Heather Collins of Touchpoint Consumer Insights, Evanston, Ill., and Rachel Kyllo of Kemps, LLC, St. Paul, Minn., presented the results of focus groups in Chicago and Denver in which young adults, mothers and baby boomer women sorted a variety of dairy and non-dairy foods from “least to most” real. They highly rated whole white milk, organic 2% milk, natural cheese and Greek yogurt as “real.” Canned whipped cream, processed cheese, jarred cheeses and Parmesan cheese in a shaker were least “real.” Brick cheese in a plastic wrapper is considered less real that an irregularly sliced chunk of cheese in a deli-style wrapper.
Milk processors lag in product innovations. Gary Hemphill of Beverage Marketing Corp., New York, said there is more innovation in soft drinks and fruit beverages than there is in milk-based beverages. Single-serve beverages created for immediate consumption hold promise for dairy processors. Such beverages are less price-sensitive than beverages intended to be taken home and consumed there. Convenience stores are a natural channel for single-serve, drink-right-now beverages. I sipped a variety of flavored milks in aluminum bottles from the Upstate Niagara Co-operative at the Dairy and Beverage Bar on the show floor.

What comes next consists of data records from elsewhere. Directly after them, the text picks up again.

//! Thin forwarders to the response transport.
//!
//! `send` and `redirect` also advance the dispatch chain, but only while the
//! action itself is running. Called from a filter they just write the
//! response and the filter decides whether to continue.

use tracing::debug;

use crate::controller::Controller;
use crate::error::ControllerError;
use crate::transport::{Params, Payload};

impl<'a> Controller<'a> {
    fn advance_if_in_action(&mut self) -> Result<(), ControllerError> {
        if self.request()?.scratch.in_action {
            self.next();
        }
        Ok(())
    }

    /// Send a response, as the transport accepts it.
    ///
    /// ```text
    /// send(())                       // 204
    /// send(json!({"some": "json"}))
    /// send("<p>some html</p>")
    /// send(("Sorry, cant find that", 404))
    /// send(Payload::Status(404))
    /// ```
    pub fn send(&mut self, payload: impl Into<Payload>) -> Result<(), ControllerError> {
        self.response_mut()?.send(payload.into());
        self.advance_if_in_action()
    }

    /// Get (`value == None`) or set a response header. Never advances.
    pub fn header(
        &mut self,
        key: &str,
        value: Option<&str>,
    ) -> Result<Option<String>, ControllerError> {
        Ok(self.response_mut()?.header(key, value))
    }

    pub fn redirect(&mut self, target: &str) -> Result<(), ControllerError> {
        debug!(controller = %self.controller_name(), target, "redirect");
        self.response_mut()?.redirect(target);
        self.advance_if_in_action()
    }

    /// Queue a flash message for the next request.
    pub fn flash(&mut self, kind: &str, message: &str) -> Result<(), ControllerError> {
        self.request_mut()?.flash(kind, message);
        Ok(())
    }

    /// Render `template` (default `<controller>/<action>`) with this
    /// instance's locals and send it as HTML.
    pub fn render(&mut self, template: Option<&str>) -> Result<(), ControllerError> {
        let renderer = self
            .controller_type()
            .renderer()
            .cloned()
            .ok_or_else(|| ControllerError::NoRenderer(self.controller_name().to_string()))?;

        let template = match template {
            Some(template) => template.to_string(),
            None => {
                let action = self.action_name()?.unwrap_or("index");
                format!("{}/{}", self.controller_name(), action)
            }
        };

        let locals = self.render_locals()?;
        let html = renderer
            .render(&template, &locals)
            .map_err(|message| ControllerError::Render {
                template: template.clone(),
                message,
            })?;
        self.send(html)
    }

    /// Locals handed to templates: the instance's locals, plus the
    /// published CSRF field when a filter issued one.
    fn render_locals(&self) -> Result<Params, ControllerError> {
        let mut locals = self.locals.clone();
        let scratch = &self.request()?.scratch;
        if let (Some(param), Some(token)) = (&scratch.csrf_param, &scratch.csrf_token) {
            locals
                .entry("csrf_param")
                .or_insert_with(|| param.clone().into());
            locals
                .entry("csrf_token")
                .or_insert_with(|| token.clone().into());
        }
        Ok(locals)
    }
}

#[cfg(test)]
mod tests {
    use super::*;
    use crate::controller::{create_controller_type, Outcome, Phase, Renderer};
    use crate::transport::{Request, Response};
    use pretty_assertions::assert_eq;
    use serde_json::json;
    use std::sync::Arc;

    struct EchoRenderer;

    impl Renderer for EchoRenderer {
        fn render(&self, template: &str, locals: &Params) -> Result<String, String> {
            if template == "broken" {
                return Err("syntax error".to_string());
            }
            Ok(format!("{} {}", template, serde_json::Value::Object(locals.clone())))
        }
    }

    #[test]
    fn test_send_in_action_advances_to_after_filters() {
        let ty = create_controller_type("posts")
            .action("index", |c| c.send("list"))
            .after("stamp", |c| {
                c.header("x-after", Some("yes"))?;
                c.next();
                Ok(())
            })
            .build();

        let mut req = Request::new("GET", "/posts");
        let mut res = Response::new();
        let outcome = ty.route("index").unwrap().call(&mut req, &mut res, |_| {});
        assert_eq!(outcome, Outcome::Completed);
        assert_eq!(res.get_header("x-after"), Some("yes"));
    }

    #[test]
    fn test_send_in_filter_does_not_advance() {
        let ty = create_controller_type("posts")
            .before("gate", |c| c.redirect("/login"))
            .action("index", |c| c.send("list"))
            .build();

        let mut req = Request::new("GET", "/posts");
        let mut res = Response::new();
        let outcome = ty.route("index").unwrap().call(&mut req, &mut res, |_| {});
        assert_eq!(outcome, Outcome::Halted(Phase::Before(0)));
        assert_eq!(res.status, 302);
        assert_eq!(res.get_header("location"), Some("/login"));
    }

    #[test]
    fn test_header_getter_never_advances() {
        let ty = create_controller_type("posts")
            .action("index", |c| {
                c.header("content-length", Some("123"))?;
                let value = c.header("content-length", None)?;
                c.locals.insert("len".into(), json!(value));
                Ok(())
            })
            .build();

        let mut req = Request::new("GET", "/posts");
        let mut res = Response::new();
        let outcome = ty.route("index").unwrap().call(&mut req, &mut res, |_| {});
        assert_eq!(outcome, Outcome::Halted(Phase::Action));
        assert_eq!(res.get_header("content-length"), Some("123"));
    }

    #[test]
    fn test_flash_reaches_request() {
        let ty = create_controller_type("posts")
            .action("create", |c| {
                c.flash("info", "Post created")?;
                c.redirect("/posts")
            })
            .build();

        let mut req = Request::new("POST", "/posts");
        let mut res = Response::new();
        ty.route("create").unwrap().call(&mut req, &mut res, |_| {});
        assert_eq!(req.flash.outgoing.len(), 1);
        assert_eq!(req.flash.outgoing[0].message, "Post created");
    }

    #[test]
    fn test_render_uses_default_template_and_locals() {
        let ty = create_controller_type("posts")
            .renderer(Arc::new(EchoRenderer))
            .action("index", |c| {
                c.locals.insert("items".into(), json!([]));
                c.render(None)
            })
            .build();

        let mut req = Request::new("GET", "/posts");
        req.scratch.csrf_param = Some("authenticity_token".into());
        req.scratch.csrf_token = Some("t".into());
        let mut res = Response::new();
        let outcome = ty.route("index").unwrap().call(&mut req, &mut res, |_| {});

        assert_eq!(outcome, Outcome::Completed);
        assert_eq!(
            res.body_text(),
            r#"posts/index {"csrf_param":"authenticity_token","csrf_token":"t","items":[]}"#
        );
    }

    #[test]
    fn test_render_errors() {
        let plain = create_controller_type("plain")
            .action("index", |c| c.render(None))
            .build();
        let mut seen = None;
        let mut req = Request::new("GET", "/");
        let mut res = Response::new();
        plain
            .route("index")
            .unwrap()
            .call(&mut req, &mut res, |err| seen = Some(err));
        assert!(matches!(seen, Some(ControllerError::NoRenderer(_))));

        let broken = create_controller_type("broken")
            .renderer(Arc::new(EchoRenderer))
            .action("index", |c| c.render(Some("broken")))
            .build();
        let mut seen = None;
        let mut req = Request::new("GET", "/");
        let mut res = Response::new();
        broken
            .route("index")
            .unwrap()
            .call(&mut req, &mut res, |err| seen = Some(err));
        assert!(matches!(
            seen,
            Some(ControllerError::Render { template, .. }) if template == "broken"
        ));
    }
}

I liked the strawberry-chocolate flavor.
Schools want to work with you, not fight with you. Jessica Shelly, director of food services for the Cincinnati Public Schools, told me how she worked with Trauth Dairy, Newport, Ky., to reformulate chocolate milk into a version with fewer calories and less sugar. She got out in front of the issue, did some research of her own and was able to neutralize criticisms of the product from a vocal minority of parents.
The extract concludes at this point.